Niederdruckgebiet Ahmed: Die Wetternamen in Deutschland sind in diesem Jahr sehr unterschiedlich

“Wir schmuggeln es zurück.” Es gehört NTM, einem Unternehmen für Medienpersönlichkeiten mit unterschiedlichem ethnischen Hintergrund in Deutschland, Österreich und der Schweiz. Die Schweizer Abteilung sagt auf ihrer Website, dass sie für “mehr Vielfalt im Antirassismusbericht und in den Redaktionen” kämpft.

So erwarb das Unternehmen für das kommende Jahr vierzehn Namen von Hoch- und Niederdruckgebieten. Gekauft, weil jeder Sponsor in Deutschland einen solchen Druckbereich kaufen und ihm einen Namen geben kann. Der Hochdruckbereich kostet 360 Euro und der Niederdruckbereich 240 Euro.

Laut Martin Dorstein von Pioneer ist der Preisunterschied nicht überraschend. “Ein Hochdruckgebiet hält lange an und ist mit besserem Wetter verbunden.”

Dimitriosil Ahmed, Posena

Ahmed ist diese Woche bereits auf der deutschen Wetterkarte zu sehen.

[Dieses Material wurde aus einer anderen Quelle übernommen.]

/// The model cannot be turned into code. Nothing is emitted when this is
/// returned.
#[derive(Debug, thiserror::Error)]
pub enum GenError {
    #[error("{shape}: reference to unknown shape `{target}`")]
    UnknownShape { shape: String, target: String },
    #[error("{shape}: cycle through collections only, no named type can hold the indirection")]
    AnonymousCycle { shape: String },
    #[error("{shape}.{member}: flattened member must target a list or a map, `{target}` is neither")]
    InvalidFlattening { shape: String, member: String, target: String },
    #[error("{shape}.{member}: {reason}")]
    InvalidAttribute { shape: String, member: String, reason: &'static str },
    #[error("{shape}: members `{first}` and `{second}` both decode from {wire_name}")]
    AmbiguousBinding { shape: String, first: String, second: String, wire_name: String },
    #[error("{shape}: map key `{key}` must be a string or an enum")]
    InvalidMapKey { shape: String, key: String },
    #[error("{shape}: `{name}` would collide with the generated `Unknown` variant")]
    ReservedVariant { shape: String, name: String },
    #[error("{shape}: `{name}` and `{other}` produce the same identifier `{ident}`")]
    DuplicateIdent { shape: String, name: String, other: String, ident: String },
    #[error("operation {operation}: `{target}` is not a structure")]
    InvalidOperationShape { operation: String, target: String },
    #[error("generated code does not parse: {0}")]
    Render(#[from] syn::Error),
}

/// A model file could not be loaded.
#[derive(Debug, thiserror::Error)]
pub enum ParseError {
    #[error("malformed xml: {0}")]
    Xml(#[from] quick_xml::Error),
    #[error("malformed attribute: {0}")]
    Attr(#[from] quick_xml::events::attributes::AttrError),
    #[error("model is not valid utf-8: {0}")]
    Utf8(#[from] std::str::Utf8Error),
    #[error("expected {expected}, got <{got}>")]
    Unexpected { expected: &'static str, got: String },
    #[error("<{element}> is missing attribute `{attr}`")]
    MissingAttr { element: &'static str, attr: &'static str },
    #[error("<{element}>: invalid value {value:?} for `{attr}`")]
    InvalidAttr { element: &'static str, attr: &'static str, value: String },
    #[error("shape `{0}` is declared twice")]
    DuplicateShape(String),
    #[error("unexpected end of model")]
    Eof,
}

/// Any failure of [`crate::gen_bindings`].
#[derive(Debug, thiserror::Error)]
pub enum Error {
    #[error("reading model: {0}")]
    Io(#[from] std::io::Error),
    #[error("loading model: {0}")]
    Parse(#[from] ParseError),
    #[error("generating bindings: {0}")]
    Gen(#[from] GenError),
}
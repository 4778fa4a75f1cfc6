use crate::{DecodeError, Document, ScopedDecoder};
use std::fmt;

/// Fields every error payload carries, whether or not its code is modeled.
#[derive(Debug, Clone, Default, PartialEq, Eq)]
pub struct ErrorMetadata {
    code: Option<String>,
    message: Option<String>,
    kind: Option<String>,
    request_id: Option<String>,
}

impl ErrorMetadata {
    /// Reads the error document. With `wrapped` the root must be
    /// `<ErrorResponse>` holding `<Error>`, otherwise the root itself must be
    /// `<Error>`, the same envelope [`within_error`] expects.
    pub fn parse(input: &[u8], wrapped: bool) -> Result<ErrorMetadata, DecodeError> {
        let mut doc = Document::try_from_bytes(input)?;
        let mut root = doc.root_element()?;
        let mut meta = ErrorMetadata::default();
        if !wrapped {
            root.expect_element("Error")?;
            meta.read_error(&mut root)?;
            return Ok(meta);
        }
        root.expect_element("ErrorResponse")?;
        let mut found = false;
        while let Some(mut tag) = root.next_tag()? {
            if !found && tag.start_el().matches("Error") {
                meta.read_error(&mut tag)?;
                found = true;
            } else if tag.start_el().matches("RequestId") {
                meta.request_id = Some(tag.read_text()?);
            }
        }
        if !found {
            return Err(DecodeError::MissingElement("Error".into()));
        }
        Ok(meta)
    }

    fn read_error(&mut self, decoder: &mut ScopedDecoder<'_, '_>) -> Result<(), DecodeError> {
        while let Some(mut tag) = decoder.next_tag()? {
            let field = match tag.start_el().name().local() {
                "Code" => &mut self.code,
                "Message" => &mut self.message,
                "Type" => &mut self.kind,
                "RequestId" => &mut self.request_id,
                _ => continue,
            };
            *field = Some(tag.read_text()?);
        }
        Ok(())
    }

    pub fn code(&self) -> Option<&str> {
        self.code.as_deref()
    }

    pub fn message(&self) -> Option<&str> {
        self.message.as_deref()
    }

    /// `Sender` or `Receiver`, when the service says.
    pub fn kind(&self) -> Option<&str> {
        self.kind.as_deref()
    }

    pub fn request_id(&self) -> Option<&str> {
        self.request_id.as_deref()
    }
}

impl fmt::Display for ErrorMetadata {
    fn fmt(&self, f: &mut fmt::Formatter<'_>) -> fmt::Result {
        f.write_str(self.code().unwrap_or("unknown error"))?;
        if let Some(message) = self.message() {
            write!(f, ": {message}")?;
        }
        if let Some(request_id) = self.request_id() {
            write!(f, " (request id {request_id})")?;
        }
        Ok(())
    }
}

impl std::error::Error for ErrorMetadata {}

/// Runs `decode` on the `<Error>` element of an error document.
///
/// With `wrapped` the document root must be `<ErrorResponse>` holding the
/// `<Error>` element, otherwise the root itself must be `<Error>`.
pub fn within_error<T>(
    input: &[u8],
    wrapped: bool,
    decode: impl FnOnce(&mut ScopedDecoder<'_, '_>) -> Result<T, DecodeError>,
) -> Result<T, DecodeError> {
    let mut doc = Document::try_from_bytes(input)?;
    let mut root = doc.root_element()?;
    if !wrapped {
        root.expect_element("Error")?;
        return decode(&mut root);
    }
    root.expect_element("ErrorResponse")?;
    while let Some(mut tag) = root.next_tag()? {
        if tag.start_el().matches("Error") {
            return decode(&mut tag);
        }
    }
    Err(DecodeError::MissingElement("Error".into()))
}
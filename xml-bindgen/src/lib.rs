//! Generates Rust types and XML decoders from a shape model.
//!
//! The pipeline runs in two phases. Analysis boxes the recursive references
//! of the model and resolves every type symbol and wire binding; emission
//! then turns the model into a single token stream. Nothing is emitted if
//! analysis fails.

use proc_macro2::TokenStream;
use quote::quote;

pub mod binding;
pub mod boxing;
mod decode;
mod error;
mod generate;
pub mod model;
mod parse;
pub mod symbol;
mod util;

pub use binding::{BindingTable, Envelope, ProtocolDefaults};
pub use error::{Error, GenError, ParseError};
pub use model::Model;
pub use parse::parse;
pub use symbol::SymbolTable;

use binding::WireBinding;
use model::{Member, Operation, Shape, ShapeKind, ShapeRef};
use symbol::{RustType, TypeSymbol};

/// First line of every generated file.
pub const HEADER: &str = "// Code generated by xml-bindgen. DO NOT EDIT.\n";

/// Everything emission reads, resolved up front.
pub(crate) struct Context<'g> {
    model: &'g Model,
    symbols: SymbolTable,
    bindings: BindingTable,
    defaults: &'g ProtocolDefaults,
}

impl<'g> Context<'g> {
    fn target(&self, owner: &Shape, target: &ShapeRef) -> Result<&'g Shape, GenError> {
        self.model
            .shape(&target.target)
            .ok_or_else(|| unknown(owner, target))
    }

    fn member_type(&self, owner: &Shape, target: &ShapeRef) -> Result<TypeSymbol, GenError> {
        self.symbols
            .for_ref(target)
            .ok_or_else(|| unknown(owner, target))
    }

    fn shape_type(&self, shape: &Shape) -> Result<RustType, GenError> {
        self.symbols
            .shape(&shape.name)
            .map(|symbol| symbol.ty.clone())
            .ok_or_else(|| GenError::UnknownShape {
                shape: shape.name.clone(),
                target: shape.name.clone(),
            })
    }

    fn binding(&self, owner: &Shape, member: &Member) -> Result<&WireBinding, GenError> {
        self.bindings
            .member(&owner.name, &member.name)
            .ok_or_else(|| unknown(owner, &member.target))
    }

    fn operation_shape(&self, operation: &Operation, name: &str) -> Result<&'g Shape, GenError> {
        match self.model.shape(name) {
            Some(shape) if matches!(shape.kind, ShapeKind::Struct(_)) => Ok(shape),
            _ => Err(GenError::InvalidOperationShape {
                operation: operation.name.clone(),
                target: name.to_owned(),
            }),
        }
    }

    /// Error structs of `operation`, first occurrence of each.
    fn operation_errors(&self, operation: &Operation) -> Result<Vec<&'g Shape>, GenError> {
        let mut out: Vec<&Shape> = vec![];
        for name in &operation.errors {
            let shape = self.operation_shape(operation, name)?;
            if !out.iter().any(|s| s.name == shape.name) {
                out.push(shape);
            }
        }
        Ok(out)
    }

    /// Flagged as an error in the model, or named as one by an operation.
    fn is_error(&self, shape: &Shape) -> bool {
        shape.error
            || self
                .model
                .operations
                .iter()
                .any(|op| op.errors.iter().any(|e| *e == shape.name))
    }
}

fn unknown(owner: &Shape, target: &ShapeRef) -> GenError {
    GenError::UnknownShape {
        shape: owner.name.clone(),
        target: target.target.clone(),
    }
}

/// Types and decoders for `model` under the protocol `defaults`.
pub fn generate(model: &Model, defaults: &ProtocolDefaults) -> Result<TokenStream, GenError> {
    let model = boxing::box_cycles(model.clone());
    let symbols = SymbolTable::resolve(&model)?;
    let bindings = BindingTable::resolve(&model, defaults)?;
    let ctx = Context {
        model: &model,
        symbols,
        bindings,
        defaults,
    };

    let types = generate::types(&ctx)?;
    let decoders = decode::decoders(&ctx)?;
    tracing::info!(
        shapes = model.shapes.len(),
        operations = model.operations.len(),
        "generated bindings"
    );
    Ok(quote! {
        #types
        #decoders
    })
}

/// Pretty-prints generated tokens as a source file.
pub fn render(tokens: TokenStream) -> Result<String, GenError> {
    let file = syn::parse2::<syn::File>(tokens)?;
    Ok(prettyplease::unparse(&file))
}

/// Reads a model document and returns the formatted bindings for it.
pub fn gen_bindings<R: std::io::Read>(mut r: R, defaults: &ProtocolDefaults) -> Result<String, Error> {
    let mut buf = Vec::new();
    r.read_to_end(&mut buf)?;
    let model = parse(&buf)?;
    Ok(render(generate(&model, defaults)?)?)
}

Es war ein Niederdruckgebiet, das von Rumänien nach Deutschland kam und schließlich mit dem Niederdruckgebiet Lisa und dem Hochdruckgebiet Alexander kollidierte. Später in diesem Jahr werden auch Pochena und Dimitrios eintreffen.

“Bisher hatte das Wettersystem im Allgemeinen nur deutsche Namen (Thugs und Angela, Hrsg.). Ungefähr 26 Prozent der Deutschen haben einen anderen ethnischen Hintergrund”, sagte NDM-Chef Ferda Attaman gegenüber der Deutschen Nachrichtenagentur. deutsche Welle. “Dies wieder anders zu machen, ist ein symbolischer Schritt. Es ist wichtig, dass Vielfalt überall natürlich wird.”

Diversity-Manie

Der rechten demokratischen Partei Alternative für Thailand (AfD) gefiel die Idee nicht. Der Afti-Politiker Sebastian Munchenmeyer nennt dies einen “Diversity-Wahn” und fragt sich, ob bald bizarre und Trance-Namen folgen werden.

Pro Jahr stehen bis zu 60 Namen für Hochdruckbereiche und bis zu 150 für Niederdruckbereiche zur Verfügung. Die 14 gekauften Namen spiegeln in keiner Weise die deutsche Gemeinschaft wider. Es muss mindestens dreifach sein, um die realistischste Darstellung zu erzielen.

READ  Ab heute gilt in Deutschland die Isolationspflicht, aber kommt sie im Urlaub? In den Camps ACSI Suncomb und Wakkansoil haben sie nichts bemerkt

Nur Stürme

In den Niederlanden sind wir stärker vertreten als unsere östlichen Nachbarn. „2019 gab es bereits einen Adia und einen Samir“, sagt Dorestein. “Nächstes Jahr wird es ein Sydney auf der Karte geben.” Es gibt einige Unterschiede. “In den Niederlanden geben wir Hoch- und Niederdruckgebieten keine Namen, sondern nur Niederdruckgebieten, die sich in Stürme verwandeln. Nur Stürme, die dann orange codiert sind.”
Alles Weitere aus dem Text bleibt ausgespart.